AIM OF THE EXERCISE:
Your answer should be the lines of the listing that contain the word "BufferData".

EXERCISE INPUTS:
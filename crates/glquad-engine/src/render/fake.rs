//! Recording `GlApi` implementation for tests.
//!
//! Models just enough GL state to check what the engine uploads and binds:
//! object ids, buffer contents, the VAO-owned element buffer binding, and a
//! crude GLSL validity check for compile/link status.

use std::cell::RefCell;
use std::collections::{HashMap, HashSet};

use super::api::GlApi;

#[derive(Debug, Clone, PartialEq)]
pub(crate) enum Call {
    BindBuffer { target: u32, buffer: Option<u32> },
    BufferData { target: u32, buffer: u32, len: usize, usage: u32 },
    BindVertexArray(Option<u32>),
    VertexAttribPointer { index: u32, size: i32, normalized: bool, stride: i32, offset: i32 },
    EnableVertexAttribArray(u32),
    UseProgram(Option<u32>),
    Viewport { x: i32, y: i32, width: i32, height: i32 },
    Clear(u32),
    DrawElements { mode: u32, count: i32, element_type: u32, offset: i32 },
    DeleteBuffer(u32),
    DeleteVertexArray(u32),
    DeleteShader(u32),
    DeleteProgram(u32),
}

#[derive(Debug)]
struct FakeShader {
    stage: u32,
    source: String,
    compiled: bool,
    log: String,
}

#[derive(Debug, Default)]
struct FakeProgram {
    attached: Vec<u32>,
    linked: bool,
    log: String,
}

#[derive(Debug, Default)]
struct State {
    next_id: u32,
    creations_left: Option<usize>,
    calls: Vec<Call>,
    live: HashSet<u32>,

    array_buffer: Option<u32>,
    vertex_array: Option<u32>,
    // Element buffer binding is VAO state; `None` key is the default VAO.
    element_buffers: HashMap<Option<u32>, u32>,
    buffers: HashMap<u32, Vec<u8>>,
    attrib_sources: HashMap<(u32, u32), u32>,

    shaders: HashMap<u32, FakeShader>,
    programs: HashMap<u32, FakeProgram>,
}

#[derive(Debug, Default)]
pub(crate) struct FakeGl {
    state: RefCell<State>,
}

impl FakeGl {
    pub(crate) fn new() -> Self {
        Self::default()
    }

    /// Allows only `n` more object creations; later ones fail.
    pub(crate) fn fail_after(n: usize) -> Self {
        let gl = Self::default();
        gl.state.borrow_mut().creations_left = Some(n);
        gl
    }

    pub(crate) fn calls(&self) -> Vec<Call> {
        self.state.borrow().calls.clone()
    }

    pub(crate) fn clear_calls(&self) {
        self.state.borrow_mut().calls.clear();
    }

    pub(crate) fn buffer_contents(&self, buffer: u32) -> Vec<u8> {
        self.state
            .borrow()
            .buffers
            .get(&buffer)
            .cloned()
            .unwrap_or_default()
    }

    pub(crate) fn element_buffer_of(&self, vertex_array: u32) -> Option<u32> {
        self.state
            .borrow()
            .element_buffers
            .get(&Some(vertex_array))
            .copied()
    }

    pub(crate) fn attrib_source(&self, vertex_array: u32, index: u32) -> Option<u32> {
        self.state
            .borrow()
            .attrib_sources
            .get(&(vertex_array, index))
            .copied()
    }

    pub(crate) fn bound_array_buffer(&self) -> Option<u32> {
        self.state.borrow().array_buffer
    }

    pub(crate) fn bound_vertex_array(&self) -> Option<u32> {
        self.state.borrow().vertex_array
    }

    pub(crate) fn live_objects(&self) -> usize {
        self.state.borrow().live.len()
    }

    pub(crate) fn is_live(&self, id: u32) -> bool {
        self.state.borrow().live.contains(&id)
    }

    fn record(&self, call: Call) {
        self.state.borrow_mut().calls.push(call);
    }

    fn allocate(&self, what: &str) -> Result<u32, String> {
        let mut s = self.state.borrow_mut();
        if let Some(left) = s.creations_left.as_mut() {
            if *left == 0 {
                return Err(format!("out of {what} names"));
            }
            *left -= 1;
        }
        s.next_id += 1;
        let id = s.next_id;
        s.live.insert(id);
        Ok(id)
    }

    fn release(&self, id: u32) {
        self.state.borrow_mut().live.remove(&id);
    }
}

/// Accepts anything that looks like a GLSL translation unit.
fn check_glsl(source: &str) -> Result<(), String> {
    if !source.trim_start().starts_with("#version") {
        return Err("0:1(1): error: missing #version directive".into());
    }
    let mut depth = 0i32;
    for (line, text) in source.lines().enumerate() {
        for c in text.chars() {
            match c {
                '{' => depth += 1,
                '}' => depth -= 1,
                _ => {}
            }
            if depth < 0 {
                return Err(format!("0:{}(1): error: syntax error, unexpected '}}'", line + 1));
            }
        }
    }
    if depth != 0 {
        return Err("0:0(0): error: syntax error, unexpected end of file".into());
    }
    if !source.contains("void main()") {
        return Err("error: no function with name 'main'".into());
    }
    Ok(())
}

impl GlApi for FakeGl {
    type Buffer = u32;
    type VertexArray = u32;
    type Shader = u32;
    type Program = u32;

    fn create_buffer(&self) -> Result<u32, String> {
        let id = self.allocate("buffer")?;
        self.state.borrow_mut().buffers.insert(id, Vec::new());
        Ok(id)
    }

    fn bind_buffer(&self, target: u32, buffer: Option<u32>) {
        self.record(Call::BindBuffer { target, buffer });
        let mut s = self.state.borrow_mut();
        match target {
            glow::ARRAY_BUFFER => s.array_buffer = buffer,
            glow::ELEMENT_ARRAY_BUFFER => {
                let vao = s.vertex_array;
                match buffer {
                    Some(b) => {
                        s.element_buffers.insert(vao, b);
                    }
                    None => {
                        s.element_buffers.remove(&vao);
                    }
                }
            }
            _ => {}
        }
    }

    fn buffer_data(&self, target: u32, data: &[u8], usage: u32) {
        let bound = {
            let s = self.state.borrow();
            match target {
                glow::ARRAY_BUFFER => s.array_buffer,
                glow::ELEMENT_ARRAY_BUFFER => s.element_buffers.get(&s.vertex_array).copied(),
                _ => None,
            }
        };
        let Some(buffer) = bound else {
            panic!("buffer_data with nothing bound to {target:#x}");
        };
        self.record(Call::BufferData { target, buffer, len: data.len(), usage });
        self.state.borrow_mut().buffers.insert(buffer, data.to_vec());
    }

    fn delete_buffer(&self, buffer: u32) {
        self.record(Call::DeleteBuffer(buffer));
        self.release(buffer);
    }

    fn create_vertex_array(&self) -> Result<u32, String> {
        self.allocate("vertex array")
    }

    fn bind_vertex_array(&self, vertex_array: Option<u32>) {
        self.record(Call::BindVertexArray(vertex_array));
        self.state.borrow_mut().vertex_array = vertex_array;
    }

    fn vertex_attrib_pointer_f32(
        &self,
        index: u32,
        size: i32,
        normalized: bool,
        stride: i32,
        offset: i32,
    ) {
        self.record(Call::VertexAttribPointer { index, size, normalized, stride, offset });
        let mut s = self.state.borrow_mut();
        if let (Some(vao), Some(vbo)) = (s.vertex_array, s.array_buffer) {
            s.attrib_sources.insert((vao, index), vbo);
        }
    }

    fn enable_vertex_attrib_array(&self, index: u32) {
        self.record(Call::EnableVertexAttribArray(index));
    }

    fn delete_vertex_array(&self, vertex_array: u32) {
        self.record(Call::DeleteVertexArray(vertex_array));
        self.release(vertex_array);
    }

    fn create_shader(&self, stage: u32) -> Result<u32, String> {
        let id = self.allocate("shader")?;
        self.state.borrow_mut().shaders.insert(
            id,
            FakeShader { stage, source: String::new(), compiled: false, log: String::new() },
        );
        Ok(id)
    }

    fn shader_source(&self, shader: u32, source: &str) {
        if let Some(sh) = self.state.borrow_mut().shaders.get_mut(&shader) {
            sh.source = source.to_string();
        }
    }

    fn compile_shader(&self, shader: u32) {
        if let Some(sh) = self.state.borrow_mut().shaders.get_mut(&shader) {
            match check_glsl(&sh.source) {
                Ok(()) => {
                    sh.compiled = true;
                    sh.log.clear();
                }
                Err(log) => {
                    sh.compiled = false;
                    sh.log = log;
                }
            }
        }
    }

    fn shader_compile_status(&self, shader: u32) -> bool {
        self.state
            .borrow()
            .shaders
            .get(&shader)
            .is_some_and(|sh| sh.compiled)
    }

    fn shader_info_log(&self, shader: u32) -> String {
        self.state
            .borrow()
            .shaders
            .get(&shader)
            .map(|sh| sh.log.clone())
            .unwrap_or_default()
    }

    fn delete_shader(&self, shader: u32) {
        self.record(Call::DeleteShader(shader));
        self.release(shader);
    }

    fn create_program(&self) -> Result<u32, String> {
        let id = self.allocate("program")?;
        self.state.borrow_mut().programs.insert(id, FakeProgram::default());
        Ok(id)
    }

    fn attach_shader(&self, program: u32, shader: u32) {
        if let Some(p) = self.state.borrow_mut().programs.get_mut(&program) {
            p.attached.push(shader);
        }
    }

    fn link_program(&self, program: u32) {
        let mut s = self.state.borrow_mut();
        let State { programs, shaders, .. } = &mut *s;
        let Some(p) = programs.get_mut(&program) else { return };

        let stages: Vec<(u32, bool)> = p
            .attached
            .iter()
            .filter_map(|id| shaders.get(id).map(|sh| (sh.stage, sh.compiled)))
            .collect();

        let has = |stage: u32| stages.iter().any(|(s, _)| *s == stage);
        if stages.iter().any(|(_, compiled)| !compiled) {
            p.linked = false;
            p.log = "error: linking with uncompiled/unspecialized shader".into();
        } else if !has(glow::VERTEX_SHADER) || !has(glow::FRAGMENT_SHADER) {
            p.linked = false;
            p.log = "error: program lacks a vertex or fragment stage".into();
        } else {
            p.linked = true;
            p.log.clear();
        }
    }

    fn program_link_status(&self, program: u32) -> bool {
        self.state
            .borrow()
            .programs
            .get(&program)
            .is_some_and(|p| p.linked)
    }

    fn program_info_log(&self, program: u32) -> String {
        self.state
            .borrow()
            .programs
            .get(&program)
            .map(|p| p.log.clone())
            .unwrap_or_default()
    }

    fn use_program(&self, program: Option<u32>) {
        self.record(Call::UseProgram(program));
    }

    fn delete_program(&self, program: u32) {
        self.record(Call::DeleteProgram(program));
        self.release(program);
    }

    fn viewport(&self, x: i32, y: i32, width: i32, height: i32) {
        self.record(Call::Viewport { x, y, width, height });
    }

    fn clear(&self, mask: u32) {
        self.record(Call::Clear(mask));
    }

    fn draw_elements(&self, mode: u32, count: i32, element_type: u32, offset: i32) {
        self.record(Call::DrawElements { mode, count, element_type, offset });
    }
}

REPLY:
    BufferData { target: u32, buffer: u32, len: usize, usage: u32 },
        self.record(Call::BufferData { target, buffer, len: data.len(), usage });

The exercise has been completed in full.